See Quickstart above and examples in `examples/basic_usage.py`.

---

## Round-trip Python ↔ R behavior

rpy-bridge attempts to convert Python objects to R and back. Most objects used in
scientific and ML pipelines round-trip cleanly, but some heterogeneous Python
structures may be wrapped or slightly altered due to differences in R’s type
system.

| Python type                                    | Round-trip fidelity | Notes                                                                 |
| ---------------------------------------------- | ------------------- | --------------------------------------------------------------------- |
| `int`, `float`, `bool`, `str`                  | High                | Scalars convert directly                                              |
| Homogeneous `list` of numbers/strings          | High                | Converted to atomic R vectors                                         |
| Nested homogeneous lists                       | High                | Converted to nested R lists                                           |
| `pandas.DataFrame` / `pd.Series`               | High                | Converted to `data.frame` and normalized on return                    |
| Mixed-type `list` or `dict`                    | Partial             | May be wrapped in single-element vectors                              |
| `None` / `pd.NA`                               | High                | Converted to R `NULL`                                                 |

---

## R setup helpers

Helper scripts are provided in `examples/r-deps/` to prepare R environments.

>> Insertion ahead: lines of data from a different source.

// Classifier module
// Strategies ranking the physical shapes of a glyph, their training and orchestration

pub mod backend;
pub mod bayesian;
pub mod engine;
pub mod evaluation;
pub mod linear;
pub mod monitor;
pub mod network;
pub mod neural;
pub mod registry;
pub mod sample;
pub mod trace;

pub use backend::{Classifier, ClassifierBackend, ClassifierError};
pub use bayesian::BayesianClassifier;
pub use engine::ShapeClassifier;
pub use evaluation::{sort_best_first, Condition, Evaluation, Failure, ALGORITHM, MANUAL};
pub use linear::LinearClassifier;
pub use monitor::{CancelFlag, StartingMode, TrainingMonitor};
pub use neural::NeuralClassifier;
pub use sample::{Sample, SampleRepository};
pub use trace::{TraceEntry, TraceMonitor, TraceWriter};

#[cfg(test)]
pub(crate) mod test_support {
    use tempfile::TempDir;

    use super::sample::Sample;
    use crate::descriptor::test_support::{block, ring};
    use crate::glyph::{Glyph, Shape};
    use crate::storage::ModelStore;

    pub const INTERLINE: u32 = 12;

    /// Store with the user tier in `user/` and the default tier in `res/`
    pub fn store(temp: &TempDir) -> ModelStore {
        ModelStore::new(temp.path().join("user"), Some(temp.path().join("res")))
    }

    /// Filled disk of radius r
    pub fn disk(r: i32, interline: u32) -> Glyph {
        let points: Vec<(i32, i32)> = (-r..=r)
            .flat_map(|y| (-r..=r).map(move |x| (x, y)))
            .filter(|(x, y)| x * x + y * y <= r * r)
            .collect();
        Glyph::new(points, interline).unwrap()
    }

    /// Samples of three well separated shapes, and unseen glyphs of each
    pub fn training_set() -> (Vec<Sample>, Vec<(Shape, Glyph)>) {
        let mut samples = Vec::new();

        for (i, r) in [5, 7, 9].into_iter().enumerate() {
            let glyph = disk(r, INTERLINE).translated(10 * i as i32, 3);
            samples.push(Sample::new(Shape::NoteheadBlack, glyph, format!("disk-{}", r)));
        }
        for (w, h) in [(14, 2), (18, 2), (14, 3), (18, 3)] {
            let glyph = block(w, h, INTERLINE).translated(w, -h);
            samples.push(Sample::new(Shape::Tenuto, glyph, format!("bar-{}x{}", w, h)));
        }
        for r in [6, 8] {
            let glyph = ring(r, 2, INTERLINE);
            samples.push(Sample::new(Shape::WholeNote, glyph, format!("ring-{}", r)));
        }

        let unseen = vec![
            (Shape::NoteheadBlack, disk(6, INTERLINE)),
            (Shape::NoteheadBlack, disk(8, INTERLINE).translated(-4, 7)),
            (Shape::Tenuto, block(16, 2, INTERLINE)),
            (Shape::WholeNote, ring(7, 2, INTERLINE)),
        ];

        (samples, unseen)
    }
}
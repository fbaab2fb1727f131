// Geometric moments
// Size measures plus normalized central moments up to order 3, with optional Hu invariants

use serde::{Deserialize, Serialize};

use super::{MomentsError, MomentsExtractor, Window};

/// Labels of the base moments, in storage order
pub const LABELS: [&str; 10] = [
    "weight", "width", "height", "n20", "n11", "n02", "n30", "n21", "n12", "n03",
];

/// Labels of the Hu invariants
pub const HU_LABELS: [&str; 7] = ["h1", "h2", "h3", "h4", "h5", "h6", "h7"];

#[derive(Debug, Clone, Default, PartialEq, Serialize, Deserialize)]
pub struct GeometricMoments {
    /// Pixel count, in interline squares
    pub weight: f64,
    /// Bounding width, in interlines
    pub width: f64,
    /// Bounding height, in interlines
    pub height: f64,

    pub n20: f64,
    pub n11: f64,
    pub n02: f64,
    pub n30: f64,
    pub n21: f64,
    pub n12: f64,
    pub n03: f64,

    /// The 7 Hu invariants, when requested
    pub hu: Option<[f64; 7]>,
}

impl GeometricMoments {
    /// Base moments in `LABELS` order, followed by Hu invariants if present
    pub fn to_vec(&self) -> Vec<f64> {
        let mut values = vec![
            self.weight,
            self.width,
            self.height,
            self.n20,
            self.n11,
            self.n02,
            self.n30,
            self.n21,
            self.n12,
            self.n03,
        ];
        if let Some(hu) = &self.hu {
            values.extend_from_slice(hu);
        }
        values
    }

    /// Value by label, None for an unknown or absent label
    pub fn value(&self, label: &str) -> Option<f64> {
        let index = LABELS
            .iter()
            .chain(HU_LABELS.iter())
            .position(|l| *l == label)?;
        self.to_vec().get(index).copied()
    }

    /// Manhattan distance over base moments and shared Hu invariants
    pub fn distance_to(&self, other: &GeometricMoments) -> f64 {
        self.to_vec()
            .iter()
            .zip(other.to_vec())
            .map(|(a, b)| (a - b).abs())
            .sum()
    }

    fn compute_hu(&mut self) {
        let (n20, n11, n02) = (self.n20, self.n11, self.n02);
        let (n30, n21, n12, n03) = (self.n30, self.n21, self.n12, self.n03);

        let a = n30 + n12;
        let b = n21 + n03;

        self.hu = Some([
            n20 + n02,
            (n20 - n02).powi(2) + 4.0 * n11 * n11,
            (n30 - 3.0 * n12).powi(2) + (3.0 * n21 - n03).powi(2),
            a * a + b * b,
            (n30 - 3.0 * n12) * a * (a * a - 3.0 * b * b)
                + (3.0 * n21 - n03) * b * (3.0 * a * a - b * b),
            (n20 - n02) * (a * a - b * b) + 4.0 * n11 * a * b,
            (3.0 * n21 - n03) * a * (a * a - 3.0 * b * b)
                - (n30 - 3.0 * n12) * b * (3.0 * a * a - b * b),
        ]);
    }
}

/// Computes geometric moments at a given staff scale
#[derive(Debug, Clone, Copy)]
pub struct GeometricExtractor {
    interline: f64,
    with_hu: bool,
}

impl GeometricExtractor {
    pub fn new(interline: u32) -> Self {
        GeometricExtractor {
            interline: interline.max(1) as f64,
            with_hu: false,
        }
    }

    /// Also compute the Hu invariants
    pub fn with_hu(mut self) -> Self {
        self.with_hu = true;
        self
    }
}

impl MomentsExtractor<GeometricMoments> for GeometricExtractor {
    fn extract(
        &self,
        xs: &[i32],
        ys: &[i32],
        descriptor: &mut GeometricMoments,
    ) -> Result<(), MomentsError> {
        let window = Window::of(xs, ys)?;
        let mass = xs.len() as f64;

        let mut mu = [[0.0_f64; 4]; 4];
        for (&x, &y) in xs.iter().zip(ys) {
            let dx = x as f64 - window.cx;
            let dy = y as f64 - window.cy;
            mu[2][0] += dx * dx;
            mu[1][1] += dx * dy;
            mu[0][2] += dy * dy;
            mu[3][0] += dx * dx * dx;
            mu[2][1] += dx * dx * dy;
            mu[1][2] += dx * dy * dy;
            mu[0][3] += dy * dy * dy;
        }

        let second = mass * mass;
        let third = mass.powf(2.5);

        // Window::of has already rejected empty input
        let width = xs.iter().max().zip(xs.iter().min()).map_or(0, |(a, b)| a - b + 1);
        let height = ys.iter().max().zip(ys.iter().min()).map_or(0, |(a, b)| a - b + 1);

        *descriptor = GeometricMoments {
            weight: mass / (self.interline * self.interline),
            width: width as f64 / self.interline,
            height: height as f64 / self.interline,
            n20: mu[2][0] / second,
            n11: mu[1][1] / second,
            n02: mu[0][2] / second,
            n30: mu[3][0] / third,
            n21: mu[2][1] / third,
            n12: mu[1][2] / third,
            n03: mu[0][3] / third,
            hu: None,
        };

        if self.with_hu {
            descriptor.compute_hu();
        }

        Ok(())
    }
}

- Install system R dependencies (macOS / Homebrew):

```bash
bash examples/r-deps/install_r_dev_deps_homebrew.sh
```

- Initialize an `renv` project:

```r
source("examples/r-deps/setup_env.R")
```

- Restore the environment on a new machine:

```r
renv::restore()
```

---

## Who this is for

rpy-bridge is designed for:

- Python-first pipelines that rely on mature R code
- Teams where R logic must remain authoritative
- CI or production systems that cannot rely on interactive R sessions
- Multi-repo or multi-directory projects with non-trivial filesystem layouts

It is **not** intended as a convenience wrapper for exploratory R usage.

---

## Licensing

- rpy-bridge is released under the MIT License © 2025 Victoria Cheung
- Depends on [`rpy2`](https://rpy2.github.io), licensed under the GNU GPL (v2 or later)

---

## Acknowledgements

This package was spun out of internal tooling I wrote at Revolution Medicines.
Thanks to the team there for supporting its open-source release.